En aquellos años previos a la Exposición Universal de 1888 la ciudad vivía una eclosión urbanística idónea para espíritus inquietos que desearan probar fortuna y jugarse los cuartos. Rodolfo en seguida se percató de que había muchos ricos, pero que la mayoría estaban un poco pochos. Para hacer prosperar la ciudad se requería con urgencia un relevo generacional y se empeñó a fondo en presentarse a sí mismo como la solución más a mano. Al mismo tiempo, estudió a conciencia los planes urbanísticos, calentó algunas sillas en fiestas de buen tono y se gastó hasta el último real en la compra de parcelas en el Paseo de Gracia, la calle Balmes y aún más arriba, donde por entonces sólo había tierras de cultivo. Impuso sus innovadoras ideas en reuniones influyentes, convenció a los expropiados de que su sacrificio era por la ciudad, frecuentó las barracas donde se ofrecía procaz diversión a los obreros hasta lograr que le vieran como uno de ellos, afinó su catalán para no pasar por campesino entre los más catalanistas, ensalzó la monarquía pero sólo porque era amiga de sus amigos, se hizo librepensador sin dejar de asistir todos los domingos a misa, se sumó a los huelguistas si con ello podía sacar tajada del gobierno de Madrid y frecuentó el hotel Palace madrileño cuando los ministros catalanes fueron mayoría en el gobierno. Su atolondrada simpatía, unida a su sinceridad y su evidente olfato para los negocios cayó tan bien entre esa clase tan sensible a las cuentas de beneficios derivadas del trato social que a los tres años de llegar a Barcelona ya era rico, gozaba de una merecida fama de visionario y la totalidad de sus nuevos amigos le pedían consejo cada vez que se disponían a invertir.

—¡ La Diagonal no está tan lejos como parece! ¡En unos años más será una arteria importante, aunque cueste creerlo! —afirmaba con vehemencia.

Quienes le hicieron caso vieron crecer con rapidez el dinero en sus arcas. Su generosidad al compartir vaticinios tan útiles le granjeó, en poco tiempo, un buen puñado de amigos agradecidos. E influyentes. Ya se sabe: el dinero a espuertas es el mejor abono de las relaciones sinceras. El clarividente recién llegado se convirtió así en uno de los artífices del nacimiento de una ciudad nueva, donde se confundían los sueños de los idealistas y los negocios de los pragmáticos. Y unos y otros le hacían caso, antes o después de invitarle a cenar.

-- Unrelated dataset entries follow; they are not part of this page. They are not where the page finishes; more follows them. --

//! Panel geometry and line wrapping.
//!
//! Wrapping breaks anywhere once a row is full (no word boundaries), which
//! keeps long tokens such as paths or hashes from overflowing narrow panels.

use super::markup::{Fragment, SpanStyle};
use super::style::{PresetKind, LINE_PADDING, TOGGLE_WIDTH};
use unicode_width::UnicodeWidthChar;

/// Cell rectangle on the surface.
#[derive(Debug, Clone, Copy, Default, PartialEq, Eq)]
pub struct Rect {
    pub x: u16,
    pub y: u16,
    pub width: u16,
    pub height: u16,
}

impl Rect {
    pub fn contains(&self, column: u16, row: u16) -> bool {
        column >= self.x
            && row >= self.y
            && column < self.x.saturating_add(self.width)
            && row < self.y.saturating_add(self.height)
    }
}

/// Where the panel and its toggle button sit for one surface size.
#[derive(Debug, Clone, Copy, Default, PartialEq, Eq)]
pub struct PanelGeometry {
    /// Panel body; `None` while the side panel is collapsed.
    pub panel: Option<Rect>,
    /// Collapse toggle button (side panel only).
    pub toggle: Option<Rect>,
}

/// Compute panel/toggle rectangles for a surface of `cols` x `rows`.
pub fn panel_geometry(kind: PresetKind, collapsed: bool, cols: u16, rows: u16) -> PanelGeometry {
    match kind {
        PresetKind::FullPanel => PanelGeometry {
            panel: Some(Rect {
                x: 0,
                y: 0,
                width: cols,
                height: rows,
            }),
            toggle: None,
        },
        PresetKind::SidePanel { width_percent } => {
            if collapsed {
                // Panel slides off the right edge; only the button stays.
                return PanelGeometry {
                    panel: None,
                    toggle: Some(Rect {
                        x: cols.saturating_sub(TOGGLE_WIDTH),
                        y: 0,
                        width: TOGGLE_WIDTH.min(cols),
                        height: rows,
                    }),
                };
            }
            let width = ((u32::from(cols) * u32::from(width_percent)) / 100) as u16;
            let width = width.max(1).min(cols);
            let x = cols - width;
            let toggle = (x >= TOGGLE_WIDTH).then(|| Rect {
                x: x - TOGGLE_WIDTH,
                y: 0,
                width: TOGGLE_WIDTH,
                height: rows,
            });
            PanelGeometry {
                panel: Some(Rect {
                    x,
                    y: 0,
                    width,
                    height: rows,
                }),
                toggle,
            }
        }
    }
}

/// Usable text columns inside a panel after horizontal padding.
pub fn text_columns(panel: Rect) -> usize {
    usize::from(panel.width.saturating_sub(LINE_PADDING * 2)).max(1)
}

/// Styled run of text inside one wrapped row.
#[derive(Debug, Clone, PartialEq, Eq)]
pub struct StyledRun {
    pub text: String,
    pub style: SpanStyle,
}

/// One wrapped display row.
#[derive(Debug, Clone, Default, PartialEq, Eq)]
pub struct Row {
    pub runs: Vec<StyledRun>,
    /// Occupied cells.
    pub width: usize,
}

impl Row {
    pub fn text(&self) -> String {
        self.runs.iter().map(|run| run.text.as_str()).collect()
    }

    fn push(&mut self, ch: char, cells: usize, style: SpanStyle) {
        self.width += cells;
        if let Some(last) = self.runs.last_mut() {
            if last.style == style {
                last.text.push(ch);
                return;
            }
        }
        self.runs.push(StyledRun {
            text: ch.to_string(),
            style,
        });
    }
}

/// Wrapped rows for one line plus the caret cell when requested.
#[derive(Debug, Clone, Default, PartialEq, Eq)]
pub struct WrappedLine {
    pub rows: Vec<Row>,
    /// `(row, col)` of the caret relative to the first row.
    pub cursor: Option<(usize, usize)>,
}

/// Collapse whitespace runs the way normal text flow does: every run of
/// whitespace becomes one space, and leading/trailing runs disappear.
pub fn collapse_whitespace(fragments: Vec<Fragment>) -> Vec<Fragment> {
    let mut out = Vec::with_capacity(fragments.len());
    let mut at_row_start = true;
    let mut pending_space: Option<SpanStyle> = None;

    for fragment in fragments {
        match fragment {
            Fragment::Break => {
                pending_space = None;
                at_row_start = true;
                out.push(Fragment::Break);
            }
            Fragment::Text { text, style } => {
                let mut collapsed = String::new();
                for ch in text.chars() {
                    // Non-breaking spaces are content, not flow whitespace.
                    if ch.is_whitespace() && ch != '\u{a0}' {
                        if !at_row_start {
                            pending_space.get_or_insert(style);
                        }
                        continue;
                    }
                    if let Some(space_style) = pending_space.take() {
                        if space_style == style {
                            collapsed.push(' ');
                        } else {
                            out.push(Fragment::Text {
                                text: " ".into(),
                                style: space_style,
                            });
                        }
                    }
                    collapsed.push(ch);
                    at_row_start = false;
                }
                if !collapsed.is_empty() {
                    out.push(Fragment::Text {
                        text: collapsed,
                        style,
                    });
                }
            }
        }
    }
    out
}

/// Split literal typed text into fragments, one break per `\n`.
pub fn literal_fragments(text: &str) -> Vec<Fragment> {
    let mut out = Vec::new();
    for (idx, part) in text.split('\n').enumerate() {
        if idx > 0 {
            out.push(Fragment::Break);
        }
        if !part.is_empty() {
            out.push(Fragment::Text {
                text: part.to_string(),
                style: SpanStyle::default(),
            });
        }
    }
    out
}

/// Wrap fragments into rows of at most `cols` cells.
///
/// `cursor` is a char index counted across text chars and breaks (a break is
/// one char, matching `\n` in the edit buffer).
pub fn wrap_fragments(fragments: &[Fragment], cols: usize, cursor: Option<usize>) -> WrappedLine {
    let cols = cols.max(1);
    let mut rows = vec![Row::default()];
    let mut char_idx = 0usize;
    let mut cursor_pos = None;

    let mark_cursor = |rows: &Vec<Row>, idx: usize, pos: &mut Option<(usize, usize)>| {
        if cursor == Some(idx) && pos.is_none() {
            let row = rows.len() - 1;
            *pos = Some((row, rows[row].width));
        }
    };

    for fragment in fragments {
        match fragment {
            Fragment::Break => {
                mark_cursor(&rows, char_idx, &mut cursor_pos);
                rows.push(Row::default());
                char_idx += 1;
            }
            Fragment::Text { text, style } => {
                for ch in text.chars() {
                    let cells = display_cells(ch);
                    let current = rows.len() - 1;
                    if rows[current].width + cells > cols && rows[current].width > 0 {
                        rows.push(Row::default());
                    }
                    mark_cursor(&rows, char_idx, &mut cursor_pos);
                    let current = rows.len() - 1;
                    rows[current].push(ch, cells, *style);
                    char_idx += 1;
                }
            }
        }
    }
    mark_cursor(&rows, char_idx, &mut cursor_pos);

    // A caret sitting past a full row drops to the start of the next row.
    if let Some((row, col)) = cursor_pos {
        if col >= cols {
            if row + 1 == rows.len() {
                rows.push(Row::default());
            }
            cursor_pos = Some((row + 1, 0));
        }
    }

    WrappedLine {
        rows,
        cursor: cursor_pos,
    }
}

/// Cells a char occupies; control chars draw as one blank cell.
fn display_cells(ch: char) -> usize {
    if ch.is_control() {
        return 1;
    }
    UnicodeWidthChar::width(ch).unwrap_or(1)
}

#[cfg(test)]
mod tests {
    use super::*;
    use crate::panel::markup::parse;

    fn row_texts(wrapped: &WrappedLine) -> Vec<String> {
        wrapped.rows.iter().map(Row::text).collect()
    }

    #[test]
    fn full_panel_covers_surface() {
        let geometry = panel_geometry(PresetKind::FullPanel, false, 80, 24);
        assert_eq!(
            geometry.panel,
            Some(Rect {
                x: 0,
                y: 0,
                width: 80,
                height: 24
            })
        );
        assert!(geometry.toggle.is_none());
    }

    #[test]
    fn side_panel_takes_right_share_with_toggle_on_left_edge() {
        let geometry = panel_geometry(PresetKind::SidePanel { width_percent: 30 }, false, 100, 20);
        let panel = geometry.panel.expect("panel visible");
        assert_eq!((panel.x, panel.width), (70, 30));
        let toggle = geometry.toggle.expect("toggle present");
        assert_eq!((toggle.x, toggle.width), (68, 2));
    }

    #[test]
    fn collapsed_side_panel_leaves_only_the_toggle_at_the_edge() {
        let geometry = panel_geometry(PresetKind::SidePanel { width_percent: 30 }, true, 100, 20);
        assert!(geometry.panel.is_none());
        assert_eq!(geometry.toggle.map(|t| t.x), Some(98));
    }

    #[test]
    fn rect_contains_is_half_open() {
        let rect = Rect {
            x: 2,
            y: 1,
            width: 3,
            height: 2,
        };
        assert!(rect.contains(2, 1));
        assert!(rect.contains(4, 2));
        assert!(!rect.contains(5, 1));
        assert!(!rect.contains(2, 3));
    }

    #[test]
    fn wrap_breaks_anywhere() {
        let wrapped = wrap_fragments(&parse("superlongtoken"), 5, None);
        assert_eq!(row_texts(&wrapped), vec!["super", "longt", "oken"]);
    }

    #[test]
    fn wrap_honors_breaks() {
        let wrapped = wrap_fragments(&parse("ab<br>cd"), 10, None);
        assert_eq!(row_texts(&wrapped), vec!["ab", "cd"]);
    }

    #[test]
    fn wide_chars_take_two_cells() {
        let wrapped = wrap_fragments(&parse("日本語"), 4, None);
        assert_eq!(row_texts(&wrapped), vec!["日本", "語"]);
    }

    #[test]
    fn cursor_lands_after_text_and_wraps_past_full_row() {
        let fragments = literal_fragments("abc");
        assert_eq!(wrap_fragments(&fragments, 10, Some(3)).cursor, Some((0, 3)));
        assert_eq!(wrap_fragments(&fragments, 10, Some(1)).cursor, Some((0, 1)));

        let full = wrap_fragments(&fragments, 3, Some(3));
        assert_eq!(full.cursor, Some((1, 0)));
        assert_eq!(full.rows.len(), 2);
    }

    #[test]
    fn cursor_after_break_starts_next_row() {
        let fragments = literal_fragments("a\n");
        let wrapped = wrap_fragments(&fragments, 10, Some(2));
        assert_eq!(wrapped.cursor, Some((1, 0)));
    }

    #[test]
    fn empty_line_still_occupies_one_row() {
        let wrapped = wrap_fragments(&[], 10, Some(0));
        assert_eq!(wrapped.rows.len(), 1);
        assert_eq!(wrapped.cursor, Some((0, 0)));
    }

    #[test]
    fn collapse_merges_runs_and_trims_edges() {
        let collapsed = collapse_whitespace(parse("  a   b \t c  "));
        let wrapped = wrap_fragments(&collapsed, 80, None);
        assert_eq!(row_texts(&wrapped), vec!["a b c"]);
    }

    #[test]
    fn collapse_keeps_non_breaking_spaces() {
        let collapsed = collapse_whitespace(parse("a&nbsp;&nbsp;b"));
        let wrapped = wrap_fragments(&collapsed, 80, None);
        assert_eq!(row_texts(&wrapped), vec!["a\u{a0}\u{a0}b"]);
    }

    #[cfg(feature = "fuzz-tests")]
    mod prop_tests {
        use super::*;
        use proptest::prelude::*;

        proptest! {
            #[test]
            fn wrapped_rows_fit_and_keep_every_char(
                text in proptest::string::string_regex("[a-z 日本\n]{0,64}").expect("regex"),
                cols in 2usize..20
            ) {
                let fragments = literal_fragments(&text);
                let cursor = text.chars().count();
                let wrapped = wrap_fragments(&fragments, cols, Some(cursor));
                for row in &wrapped.rows {
                    prop_assert!(row.width <= cols);
                }
                let kept: usize = wrapped.rows.iter().map(|r| r.text().chars().count()).sum();
                let breaks = text.matches('\n').count();
                prop_assert_eq!(kept + breaks, cursor);
                let (row, col) = wrapped.cursor.expect("cursor at end is always placed");
                prop_assert!(row < wrapped.rows.len());
                prop_assert!(col < cols);
            }
        }
    }
}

Como don Rodolfo no era aficionado a perder el tiempo, decidió aprovechar aquellas veladas sociales para prometerse. En casa de un amigo de postín tuvo conocimiento de la existencia de una señorita de Mataró, de muy buena familia, quien i pesar de haber recibido una educación esmerada y de saber bordar, cocinar lo justo y determinar cuánta ceniza necesita una buena colada, tenía la cabeza a pájaros. Eso, por lo menos, consideraban sus consternados padres viendo la afición de su primogénita a participar en escandalosos mítines en extraños congresos llenos de excéntricos, cuando no de locos de atar, de los que siempre salía peleada con todas las fuerzas vivas.